To raise funds for the ground's construction and the annual lease payments, an aktiebolag (limited company) called AB Malmö Idrottsplats was formed in March 1896 under the chairmanship of Carl Frick, a locally-born sea captain and sports enthusiast. The final construction costs for the new ground were 44,000 kronor, roughly 2,930,000 kronor in modern terms. The ground originally spanned 4 ha; an oval cycling track surrounded the grass pitch where association football and other sports were played. Construction began in March 1896 and ended in July the same year.

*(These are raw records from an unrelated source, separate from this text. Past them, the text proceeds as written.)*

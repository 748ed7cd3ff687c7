//! Volatility-regime classifier for the primary index.
//!
//! Three states over rolling annualized volatility, partitioned at the 33rd
//! and 66th percentiles of the last year of rolling vols. States map to
//! {CALM, NORMAL, HIGH_VOL} by ascending variance; crash risk couples the
//! high-vol occupancy with how negative returns are inside that state.

use screener_core::{Regime, RegimeLabel, ScreenError, ScreenResult};
use technical_indicators::{log_returns, mean, percentile, std_dev, TRADING_DAYS};

/// Minimum index closes needed to fit.
const MIN_CLOSES: usize = 60;

/// Rolling window for the vol series, in trading days.
const VOL_WINDOW: usize = 20;

/// Percentile thresholds are computed over at most this many rolling vols.
const LOOKBACK: usize = 252;

/// Occupancy probabilities are computed over this many recent rolling vols.
const OCCUPANCY_WINDOW: usize = 60;

pub struct RegimeEngine;

impl RegimeEngine {
    pub fn new() -> Self {
        Self
    }

    /// Classify the current regime from index closes (oldest first).
    pub fn classify(&self, closes: &[f64]) -> ScreenResult<Regime> {
        if closes.len() < MIN_CLOSES {
            return Err(ScreenError::RegimeFitFailed(format!(
                "need {} index closes, got {}",
                MIN_CLOSES,
                closes.len()
            )));
        }

        let rets = log_returns(closes);
        if rets.len() < VOL_WINDOW + 1 {
            return Err(ScreenError::RegimeFitFailed(
                "too few usable returns after filtering".to_string(),
            ));
        }

        // Rolling annualized vol, one value per day from the first full window.
        let mut vols = Vec::with_capacity(rets.len() - VOL_WINDOW + 1);
        for end in VOL_WINDOW..=rets.len() {
            let window = &rets[end - VOL_WINDOW..end];
            vols.push(std_dev(window) * TRADING_DAYS.sqrt());
        }

        let lookback_start = vols.len().saturating_sub(LOOKBACK);
        let lookback = &vols[lookback_start..];
        let q33 = percentile(lookback, 33)
            .ok_or_else(|| ScreenError::RegimeFitFailed("empty vol series".to_string()))?;
        let q66 = percentile(lookback, 66)
            .ok_or_else(|| ScreenError::RegimeFitFailed("empty vol series".to_string()))?;

        let bucket = |vol: f64| -> usize {
            if vol <= q33 {
                0
            } else if vol <= q66 {
                1
            } else {
                2
            }
        };

        let current_vol = *vols.last().unwrap();
        let label = match bucket(current_vol) {
            0 => RegimeLabel::Calm,
            1 => RegimeLabel::Normal,
            _ => RegimeLabel::HighVol,
        };

        // Occupancy over the recent window is the probability estimate.
        let occ_start = vols.len().saturating_sub(OCCUPANCY_WINDOW);
        let recent = &vols[occ_start..];
        let mut counts = [0usize; 3];
        for &vol in recent {
            counts[bucket(vol)] += 1;
        }
        let total = recent.len() as f64;
        let state_probs = [
            counts[0] as f64 / total,
            counts[1] as f64 / total,
            counts[2] as f64 / total,
        ];

        // Returns on days whose rolling vol sits in the high state. The vol
        // at index i covers the return at index i + VOL_WINDOW - 1.
        let high_rets: Vec<f64> = vols
            .iter()
            .enumerate()
            .filter(|(_, &vol)| bucket(vol) == 2)
            .map(|(i, _)| rets[i + VOL_WINDOW - 1])
            .collect();

        let downside_ratio = if high_rets.len() >= 2 {
            let mu = mean(&high_rets);
            let sigma = std_dev(&high_rets);
            if sigma > 0.0 {
                (-mu / sigma).max(0.0)
            } else {
                0.0
            }
        } else {
            0.0
        };

        let crash_risk = (state_probs[2] * (1.0 + downside_ratio)).clamp(0.0, 1.0);

        let daily_vol = std_dev(&rets);
        Ok(Regime {
            label,
            state_probs,
            daily_vol,
            annual_vol: daily_vol * TRADING_DAYS.sqrt(),
            crash_risk,
        })
    }
}

impl Default for RegimeEngine {
    fn default() -> Self {
        Self::new()
    }
}
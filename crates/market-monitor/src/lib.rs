//! Market monitor: one index snapshot per run, feeding the sentiment score
//! and the overnight gap prediction into scanning and prediction.
//!
//! The monitor never fails the pipeline. Any index problem degrades to the
//! neutral snapshot (score 50, HOLD, flat gap) plus a warning.

use quote_client::QuoteClient;
use screener_core::{
    CandleInterval, GapDirection, GapPrediction, HistoryPeriod, MarketSentiment, Recommendation,
    Stance, Universe,
};
use std::sync::Arc;

/// Minimum trading days of index history needed for the 14-day change.
const MIN_INDEX_DAYS: usize = 15;

/// Fraction of the leading index's overnight move expected to carry into the
/// local open.
const GAP_CARRY_FACTOR: f64 = 0.65;

/// Gap moves smaller than this (percent) are treated as flat.
const GAP_FLAT_THRESHOLD: f64 = 0.05;

pub struct MonitorOutcome {
    pub sentiment: MarketSentiment,
    pub warnings: Vec<String>,
}

pub struct MarketMonitor {
    quotes: Arc<QuoteClient>,
}

impl MarketMonitor {
    pub fn new(quotes: Arc<QuoteClient>) -> Self {
        Self { quotes }
    }

    pub async fn snapshot(&self, universe: &Universe) -> MonitorOutcome {
        let mut warnings = Vec::new();

        let closes = match self
            .quotes
            .fetch_candles(
                &universe.index_symbol,
                HistoryPeriod::ThreeMonths,
                CandleInterval::Daily,
            )
            .await
        {
            Ok(series) if series.len() >= MIN_INDEX_DAYS => {
                series.iter().map(|c| c.close).collect::<Vec<f64>>()
            }
            Ok(series) => {
                warnings.push(format!(
                    "index {}: only {} trading days, need {}; using neutral sentiment",
                    universe.index_symbol,
                    series.len(),
                    MIN_INDEX_DAYS
                ));
                return MonitorOutcome {
                    sentiment: MarketSentiment::neutral(),
                    warnings,
                };
            }
            Err(e) => {
                warnings.push(format!(
                    "index {} fetch failed ({}); using neutral sentiment",
                    universe.index_symbol, e
                ));
                return MonitorOutcome {
                    sentiment: MarketSentiment::neutral(),
                    warnings,
                };
            }
        };

        let index_change_1d = pct_change(&closes, 1);
        let index_change_5d = pct_change(&closes, 5);
        let index_change_7d = pct_change(&closes, 7);
        let index_change_14d = pct_change(&closes, 14);

        let vol_gauge_level = match &universe.vol_gauge_symbol {
            Some(symbol) => match self
                .quotes
                .fetch_candles(symbol, HistoryPeriod::OneMonth, CandleInterval::Daily)
                .await
            {
                Ok(series) => series.last().map(|c| c.close),
                Err(e) => {
                    tracing::debug!("vol gauge {} unavailable: {}", symbol, e);
                    None
                }
            },
            None => None,
        };

        let gap_prediction = self.gap_prediction(universe, &mut warnings).await;

        let sentiment_score = sentiment_score(
            index_change_1d,
            index_change_5d,
            index_change_7d,
            index_change_14d,
            &gap_prediction,
        );

        MonitorOutcome {
            sentiment: MarketSentiment {
                index_change_1d,
                index_change_5d,
                index_change_7d,
                index_change_14d,
                vol_gauge_level,
                gap_prediction,
                sentiment_score,
                recommendation: Recommendation {
                    stance: Stance::from_score(sentiment_score),
                },
            },
            warnings,
        }
    }

    /// For markets with a leading external index, the expected open gap is a
    /// fraction of the lead's overnight close. Without a lead the prediction
    /// is omitted: flat with confidence 0.5.
    async fn gap_prediction(
        &self,
        universe: &Universe,
        warnings: &mut Vec<String>,
    ) -> GapPrediction {
        let lead = match &universe.lead_index_symbol {
            Some(symbol) => symbol,
            None => {
                return GapPrediction {
                    pct: 0.0,
                    confidence: 0.5,
                    direction: GapDirection::Flat,
                };
            }
        };

        match self
            .quotes
            .fetch_candles(lead, HistoryPeriod::OneMonth, CandleInterval::Daily)
            .await
        {
            Ok(series) if series.len() >= 2 => {
                let closes: Vec<f64> = series.iter().map(|c| c.close).collect();
                let lead_1d = pct_change(&closes, 1);
                let pct = GAP_CARRY_FACTOR * lead_1d;
                let direction = if pct > GAP_FLAT_THRESHOLD {
                    GapDirection::Up
                } else if pct < -GAP_FLAT_THRESHOLD {
                    GapDirection::Down
                } else {
                    GapDirection::Flat
                };
                // Larger overnight lead moves carry more conviction.
                let confidence = (0.5 + lead_1d.abs() * 0.1).min(0.9);
                GapPrediction {
                    pct,
                    confidence,
                    direction,
                }
            }
            Ok(_) | Err(_) => {
                warnings.push(format!(
                    "lead index {} unavailable; gap prediction defaulted to flat",
                    lead
                ));
                GapPrediction {
                    pct: 0.0,
                    confidence: 0.5,
                    direction: GapDirection::Flat,
                }
            }
        }
    }
}

/// Percent change over the last `days` trading days.
fn pct_change(closes: &[f64], days: usize) -> f64 {
    if closes.len() <= days {
        return 0.0;
    }
    let last = closes[closes.len() - 1];
    let base = closes[closes.len() - 1 - days];
    if base == 0.0 {
        return 0.0;
    }
    (last - base) / base * 100.0
}

/// Weighted 0-100 sentiment score:
/// 30% one-day index move, 25% gap prediction, 15% 1d/5d sign agreement,
/// 20% medium-term trend, 10% gap-confidence floor.
fn sentiment_score(
    change_1d: f64,
    change_5d: f64,
    change_7d: f64,
    change_14d: f64,
    gap: &GapPrediction,
) -> f64 {
    let perf = (change_1d.clamp(-2.0, 2.0) + 2.0) / 4.0;
    let gap_component = 0.5 + 0.5 * gap.direction.sign() * gap.confidence;
    let agreement = if change_1d.signum() == change_5d.signum() {
        1.0
    } else {
        0.0
    };
    let trend = ((0.6 * change_7d + 0.4 * change_14d).clamp(-5.0, 5.0) + 5.0) / 10.0;

    let score = 0.30 * perf
        + 0.25 * gap_component
        + 0.15 * agreement
        + 0.20 * trend
        + 0.10 * gap.confidence;

    (score * 100.0).clamp(0.0, 100.0)
}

Malmö IP opened on 4 July 1896 with cycling competitions, accompanied by organised betting. MVK disbanded its cycling section in 1902, five years after Sweden outlawed gambling in 1897; this had caused attendances to plummet. The construction of a large pavilion in the centre of the pitch in 1899 made football impossible, contributing to the end of MVK's football section in 1900; the sport had so far failed to win much local popularity in any case. After football became more popular in Malmö in the early 1900s, the pavilion was removed in 1905, with a new pitch concurrently laid out. On 18 September 1897, Malmö IP hosted a large celebration marking King Oscar II's Silver Jubilee; over 10,000 people attended. The ground continues to be used on events such as national holidays to the present day.

Athletics overtook football and cycling competitions at Malmö IP after MVK's exit and the foundation of IFK Malmö in April 1899. IFK arranged events such as the 100 metres, the mile run, early forms of the high jump, and pentathlons involving the long jump, javelin throw, 100 metres, discus throw and wrestling. Equestrianism was popular at Malmö IP around the turn of the century, and ice skating was held during the Swedish winter months. Crown Prince Gustaf, who later became King Gustav V, attended one of IFK's athletics competitions on 7 November 1901, and reportedly enjoyed the experience very much. When he was stationed at Malmö three years later during his military education, he regularly returned to the ground to play tennis. played tennis at Malmö IP when he was stationed in Malmö during his military education in 1904.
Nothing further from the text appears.